## EXERCISE INSTRUCTIONS
Search the entries below. Return every line that has "static" in it.

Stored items
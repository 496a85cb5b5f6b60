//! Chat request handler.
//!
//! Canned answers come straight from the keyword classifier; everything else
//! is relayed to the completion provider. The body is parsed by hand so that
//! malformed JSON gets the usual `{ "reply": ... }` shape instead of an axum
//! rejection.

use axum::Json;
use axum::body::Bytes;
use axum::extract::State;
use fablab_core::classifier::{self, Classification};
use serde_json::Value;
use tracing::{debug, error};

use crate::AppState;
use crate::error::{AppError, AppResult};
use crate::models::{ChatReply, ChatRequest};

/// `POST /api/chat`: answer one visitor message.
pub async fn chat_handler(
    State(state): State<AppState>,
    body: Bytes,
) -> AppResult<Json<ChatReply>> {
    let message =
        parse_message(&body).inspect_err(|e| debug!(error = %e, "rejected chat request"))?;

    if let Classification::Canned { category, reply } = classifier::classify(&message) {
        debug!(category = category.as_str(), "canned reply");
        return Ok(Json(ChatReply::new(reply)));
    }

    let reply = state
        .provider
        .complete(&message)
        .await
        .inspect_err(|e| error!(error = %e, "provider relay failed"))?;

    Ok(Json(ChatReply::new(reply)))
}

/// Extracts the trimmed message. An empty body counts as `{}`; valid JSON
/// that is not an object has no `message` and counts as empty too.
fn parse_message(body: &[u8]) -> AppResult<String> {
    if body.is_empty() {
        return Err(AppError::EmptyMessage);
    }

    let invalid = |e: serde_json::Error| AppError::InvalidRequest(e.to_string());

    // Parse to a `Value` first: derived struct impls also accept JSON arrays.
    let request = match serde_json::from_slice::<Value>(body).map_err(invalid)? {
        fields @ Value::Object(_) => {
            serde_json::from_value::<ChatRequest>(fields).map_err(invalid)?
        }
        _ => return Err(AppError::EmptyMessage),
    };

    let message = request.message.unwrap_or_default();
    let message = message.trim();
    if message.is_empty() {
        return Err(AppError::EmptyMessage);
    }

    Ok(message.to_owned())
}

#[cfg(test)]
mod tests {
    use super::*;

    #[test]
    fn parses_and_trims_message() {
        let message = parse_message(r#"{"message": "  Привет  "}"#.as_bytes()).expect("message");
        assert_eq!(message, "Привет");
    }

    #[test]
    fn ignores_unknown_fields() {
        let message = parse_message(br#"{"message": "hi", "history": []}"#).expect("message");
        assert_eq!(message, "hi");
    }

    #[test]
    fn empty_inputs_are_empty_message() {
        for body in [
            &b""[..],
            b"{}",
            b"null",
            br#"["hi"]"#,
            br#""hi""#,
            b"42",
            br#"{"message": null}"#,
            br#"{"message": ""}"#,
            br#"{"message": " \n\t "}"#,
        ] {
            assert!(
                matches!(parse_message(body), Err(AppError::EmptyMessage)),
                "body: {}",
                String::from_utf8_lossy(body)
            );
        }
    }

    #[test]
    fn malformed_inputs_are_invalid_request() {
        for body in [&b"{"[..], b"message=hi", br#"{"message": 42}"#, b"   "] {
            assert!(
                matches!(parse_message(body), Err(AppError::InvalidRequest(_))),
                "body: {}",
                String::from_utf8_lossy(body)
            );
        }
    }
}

...

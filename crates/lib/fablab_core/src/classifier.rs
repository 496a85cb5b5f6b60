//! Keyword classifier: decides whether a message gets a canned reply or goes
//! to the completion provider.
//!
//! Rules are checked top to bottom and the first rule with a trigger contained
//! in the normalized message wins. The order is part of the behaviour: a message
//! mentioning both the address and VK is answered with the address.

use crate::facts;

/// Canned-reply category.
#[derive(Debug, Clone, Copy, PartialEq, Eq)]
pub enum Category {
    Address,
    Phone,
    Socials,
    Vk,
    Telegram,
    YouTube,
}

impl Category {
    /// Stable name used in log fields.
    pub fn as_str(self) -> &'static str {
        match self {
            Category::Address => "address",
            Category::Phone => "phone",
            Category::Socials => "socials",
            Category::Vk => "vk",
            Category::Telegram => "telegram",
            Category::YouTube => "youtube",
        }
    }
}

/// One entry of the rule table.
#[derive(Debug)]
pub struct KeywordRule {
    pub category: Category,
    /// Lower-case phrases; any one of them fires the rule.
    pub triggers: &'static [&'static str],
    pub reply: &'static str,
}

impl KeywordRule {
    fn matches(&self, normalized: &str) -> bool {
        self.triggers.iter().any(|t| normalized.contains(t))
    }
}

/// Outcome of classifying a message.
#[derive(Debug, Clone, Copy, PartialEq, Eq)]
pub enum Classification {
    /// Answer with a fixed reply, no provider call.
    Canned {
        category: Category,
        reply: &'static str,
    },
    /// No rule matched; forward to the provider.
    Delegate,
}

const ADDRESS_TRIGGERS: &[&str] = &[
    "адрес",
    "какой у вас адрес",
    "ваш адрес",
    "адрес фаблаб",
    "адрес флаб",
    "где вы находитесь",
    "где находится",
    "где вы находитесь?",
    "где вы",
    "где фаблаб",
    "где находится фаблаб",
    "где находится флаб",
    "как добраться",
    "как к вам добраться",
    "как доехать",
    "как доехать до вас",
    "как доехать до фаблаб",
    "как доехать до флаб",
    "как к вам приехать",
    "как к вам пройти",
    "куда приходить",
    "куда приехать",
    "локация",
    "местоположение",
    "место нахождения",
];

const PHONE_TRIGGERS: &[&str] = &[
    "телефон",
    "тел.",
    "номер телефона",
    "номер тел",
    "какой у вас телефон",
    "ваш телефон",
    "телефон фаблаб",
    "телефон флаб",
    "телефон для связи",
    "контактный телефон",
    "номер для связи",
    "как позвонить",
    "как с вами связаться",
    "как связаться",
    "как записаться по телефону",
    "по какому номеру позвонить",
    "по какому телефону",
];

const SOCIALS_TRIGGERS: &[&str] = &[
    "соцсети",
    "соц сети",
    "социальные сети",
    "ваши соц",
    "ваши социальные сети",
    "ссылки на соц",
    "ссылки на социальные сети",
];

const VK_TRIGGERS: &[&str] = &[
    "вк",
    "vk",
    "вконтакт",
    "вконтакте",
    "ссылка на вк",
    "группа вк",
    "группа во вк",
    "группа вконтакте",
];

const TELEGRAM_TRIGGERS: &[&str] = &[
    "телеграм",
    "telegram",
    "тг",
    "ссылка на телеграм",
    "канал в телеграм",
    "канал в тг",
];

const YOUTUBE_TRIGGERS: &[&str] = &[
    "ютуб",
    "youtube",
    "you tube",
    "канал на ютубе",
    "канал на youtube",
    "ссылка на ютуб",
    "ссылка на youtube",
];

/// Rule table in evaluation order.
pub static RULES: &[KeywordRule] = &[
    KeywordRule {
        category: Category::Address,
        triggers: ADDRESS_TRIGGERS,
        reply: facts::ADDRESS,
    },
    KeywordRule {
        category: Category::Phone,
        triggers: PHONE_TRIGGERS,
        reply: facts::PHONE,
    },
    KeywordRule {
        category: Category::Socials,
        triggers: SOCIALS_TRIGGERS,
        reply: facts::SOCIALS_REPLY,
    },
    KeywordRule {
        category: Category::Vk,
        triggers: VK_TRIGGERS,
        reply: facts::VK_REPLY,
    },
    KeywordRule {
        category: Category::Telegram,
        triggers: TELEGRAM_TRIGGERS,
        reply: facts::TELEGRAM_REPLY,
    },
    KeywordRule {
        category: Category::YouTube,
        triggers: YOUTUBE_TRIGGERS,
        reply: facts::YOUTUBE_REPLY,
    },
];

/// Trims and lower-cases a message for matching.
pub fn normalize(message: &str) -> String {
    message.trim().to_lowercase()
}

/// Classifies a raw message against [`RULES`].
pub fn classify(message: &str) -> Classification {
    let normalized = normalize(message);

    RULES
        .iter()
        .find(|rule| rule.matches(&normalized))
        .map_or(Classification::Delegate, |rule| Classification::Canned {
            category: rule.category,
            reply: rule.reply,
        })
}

## EXERCISE SOLUTION
    pub fn as_str(self) -> &'static str {
    pub triggers: &'static [&'static str],
    pub reply: &'static str,
        reply: &'static str,
pub static RULES: &[KeywordRule] = &[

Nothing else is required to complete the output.